• _WHAT TO WORK ON_:
Find all lines in the records that include the word "Management", and copy them out.

• _PROVIDED DATA_:

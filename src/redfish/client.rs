use std::time::Duration;

use reqwest::{Client, Method};
use serde::Serialize;
use serde_json::Value;

use super::error::RedfishError;
use super::types::{
    BiosResource, BootMode, BootOrder, BootSourcesResource, CreateJobRequest, JobId, JobRecord,
    PowerState, ResetRequest, ResetType, SystemResource, TaskResource,
    pending_settings_payload,
};

const SYSTEM_PATH: &str = "/redfish/v1/Systems/System.Embedded.1";
const BIOS_PATH: &str = "/redfish/v1/Systems/System.Embedded.1/Bios";
const BIOS_SETTINGS_PATH: &str = "/redfish/v1/Systems/System.Embedded.1/Bios/Settings";
const BOOT_SOURCES_PATH: &str = "/redfish/v1/Systems/System.Embedded.1/BootSources";
const BOOT_SOURCES_SETTINGS_PATH: &str =
    "/redfish/v1/Systems/System.Embedded.1/BootSources/Settings";
const RESET_PATH: &str = "/redfish/v1/Systems/System.Embedded.1/Actions/ComputerSystem.Reset";
const JOBS_PATH: &str = "/redfish/v1/Managers/iDRAC.Embedded.1/Jobs";
const TASKS_PATH: &str = "/redfish/v1/TaskService/Tasks";

/// Credentials for the controller. A session token takes precedence over
/// basic auth when both are present.
#[derive(Debug, Clone)]
pub struct Credentials {
    pub username: String,
    pub password: String,
    pub token: Option<String>,
}

/// Status and body of a controller response, plus the `Location` header
/// when the controller set one.
#[derive(Debug, Clone)]
pub struct RawResponse {
    pub status: u16,
    pub body: String,
    pub location: Option<String>,
}

/// The typed operations the workflow needs from the controller. Implemented
/// by [`RedfishClient`] over HTTP and by scripted doubles in tests.
#[allow(async_fn_in_trait)]
pub trait Management {
    /// Preflight: confirm the controller firmware exposes the boot-sources
    /// resource at all.
    async fn check_support(&self) -> Result<(), RedfishError>;
    async fn boot_mode(&self) -> Result<BootMode, RedfishError>;
    async fn boot_sources(&self, mode: BootMode) -> Result<Vec<Value>, RedfishError>;
    async fn stage_boot_order(&self, mode: BootMode, order: &BootOrder)
    -> Result<(), RedfishError>;
    async fn create_config_job(&self) -> Result<JobId, RedfishError>;
    /// Task-service view used while waiting for the schedule confirmation.
    async fn task_status(&self, job: &JobId) -> Result<Option<String>, RedfishError>;
    /// Jobs view used while waiting for completion.
    async fn job_status(&self, job: &JobId) -> Result<JobRecord, RedfishError>;
    async fn power_state(&self) -> Result<PowerState, RedfishError>;
    async fn reset(&self, reset_type: ResetType) -> Result<(), RedfishError>;
}

/// HTTP client for one iDRAC-class controller. Stateless beyond the
/// connection settings; safe to share by reference across workflow steps.
pub struct RedfishClient {
    http: Client,
    base_url: String,
    credentials: Credentials,
}

impl RedfishClient {
    /// Connect to a controller by host name or address. `insecure` disables
    /// TLS certificate verification — an explicit operator choice for
    /// controllers with self-signed certificates, default off.
    pub fn connect(
        host: &str,
        credentials: Credentials,
        insecure: bool,
    ) -> Result<Self, RedfishError> {
        Self::build(format!("https://{host}"), credentials, insecure)
    }

    /// Create a client pointing at a custom base URL (useful for testing).
    pub fn with_base_url(base_url: String, credentials: Credentials) -> Result<Self, RedfishError> {
        Self::build(base_url, credentials, false)
    }

    fn build(
        base_url: String,
        credentials: Credentials,
        insecure: bool,
    ) -> Result<Self, RedfishError> {
        let http = Client::builder()
            .connect_timeout(Duration::from_secs(10))
            .timeout(Duration::from_secs(60))
            .danger_accept_invalid_certs(insecure)
            .build()?;
        Ok(Self {
            http,
            base_url,
            credentials,
        })
    }

    fn authed(&self, method: Method, path: &str) -> reqwest::RequestBuilder {
        let request = self.http.request(method, format!("{}{path}", self.base_url));
        match &self.credentials.token {
            Some(token) => request.header("X-Auth-Token", token),
            None => request.basic_auth(&self.credentials.username, Some(&self.credentials.password)),
        }
    }

    async fn dispatch(
        &self,
        request: reqwest::RequestBuilder,
        accepted: &[u16],
    ) -> Result<RawResponse, RedfishError> {
        let response = request.send().await?;
        let status = response.status().as_u16();
        if status == 401 {
            return Err(RedfishError::Authentication);
        }
        let location = response
            .headers()
            .get(reqwest::header::LOCATION)
            .and_then(|v| v.to_str().ok())
            .map(str::to_string);
        let body = response.text().await?;
        if !accepted.contains(&status) {
            return Err(RedfishError::UnexpectedStatus { status, body });
        }
        Ok(RawResponse {
            status,
            body,
            location,
        })
    }

    pub async fn get(&self, path: &str, accepted: &[u16]) -> Result<RawResponse, RedfishError> {
        self.dispatch(self.authed(Method::GET, path), accepted).await
    }

    pub async fn post<T: Serialize + ?Sized>(
        &self,
        path: &str,
        payload: &T,
        accepted: &[u16],
    ) -> Result<RawResponse, RedfishError> {
        self.dispatch(self.authed(Method::POST, path).json(payload), accepted)
            .await
    }

    pub async fn patch<T: Serialize + ?Sized>(
        &self,
        path: &str,
        payload: &T,
        accepted: &[u16],
    ) -> Result<RawResponse, RedfishError> {
        self.dispatch(self.authed(Method::PATCH, path).json(payload), accepted)
            .await
    }
}

fn parse<T: serde::de::DeserializeOwned>(body: &str) -> Result<T, RedfishError> {
    serde_json::from_str(body).map_err(|e| RedfishError::Malformed(e.to_string()))
}

impl Management for RedfishClient {
    async fn check_support(&self) -> Result<(), RedfishError> {
        self.get(BOOT_SOURCES_PATH, &[200, 202]).await.map(|_| ())
    }

    async fn boot_mode(&self) -> Result<BootMode, RedfishError> {
        let response = self.get(BIOS_PATH, &[200]).await?;
        let bios: BiosResource = parse(&response.body)?;
        BootMode::from_report(&bios.attributes.boot_mode).ok_or_else(|| {
            RedfishError::Malformed(format!(
                "unrecognized boot mode {:?}",
                bios.attributes.boot_mode
            ))
        })
    }

    async fn boot_sources(&self, mode: BootMode) -> Result<Vec<Value>, RedfishError> {
        let response = self.get(BOOT_SOURCES_PATH, &[200, 202]).await?;
        let sources: BootSourcesResource = parse(&response.body)?;
        sources
            .attributes
            .entries(mode)
            .map(<[Value]>::to_vec)
            .ok_or_else(|| {
                RedfishError::Malformed(format!(
                    "boot sources carry no {} attribute",
                    mode.attribute_key()
                ))
            })
    }

    async fn stage_boot_order(
        &self,
        mode: BootMode,
        order: &BootOrder,
    ) -> Result<(), RedfishError> {
        let payload = pending_settings_payload(mode, order);
        self.patch(BOOT_SOURCES_SETTINGS_PATH, &payload, &[200])
            .await
            .map(|_| ())
    }

    async fn create_config_job(&self) -> Result<JobId, RedfishError> {
        let payload = CreateJobRequest {
            target_settings_uri: BIOS_SETTINGS_PATH.to_string(),
        };
        let response = self.post(JOBS_PATH, &payload, &[200]).await?;
        response
            .location
            .as_deref()
            .and_then(JobId::find_in)
            .or_else(|| JobId::find_in(&response.body))
            .ok_or(RedfishError::MissingJobId)
    }

    async fn task_status(&self, job: &JobId) -> Result<Option<String>, RedfishError> {
        let response = self.get(&format!("{TASKS_PATH}/{job}"), &[200, 202]).await?;
        let task: TaskResource = parse(&response.body)?;
        Ok(task.first_message().map(str::to_string))
    }

    async fn job_status(&self, job: &JobId) -> Result<JobRecord, RedfishError> {
        let response = self.get(&format!("{JOBS_PATH}/{job}"), &[200]).await?;
        parse(&response.body)
    }

    async fn power_state(&self) -> Result<PowerState, RedfishError> {
        let response = self.get(SYSTEM_PATH, &[200]).await?;
        let system: SystemResource = parse(&response.body)?;
        Ok(PowerState::from_report(&system.power_state))
    }

    async fn reset(&self, reset_type: ResetType) -> Result<(), RedfishError> {
        let payload = ResetRequest { reset_type };
        self.post(RESET_PATH, &payload, &[204]).await.map(|_| ())
    }
}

• _ANSWER TO THIS EXERCISE_:
pub trait Management {
impl Management for RedfishClient {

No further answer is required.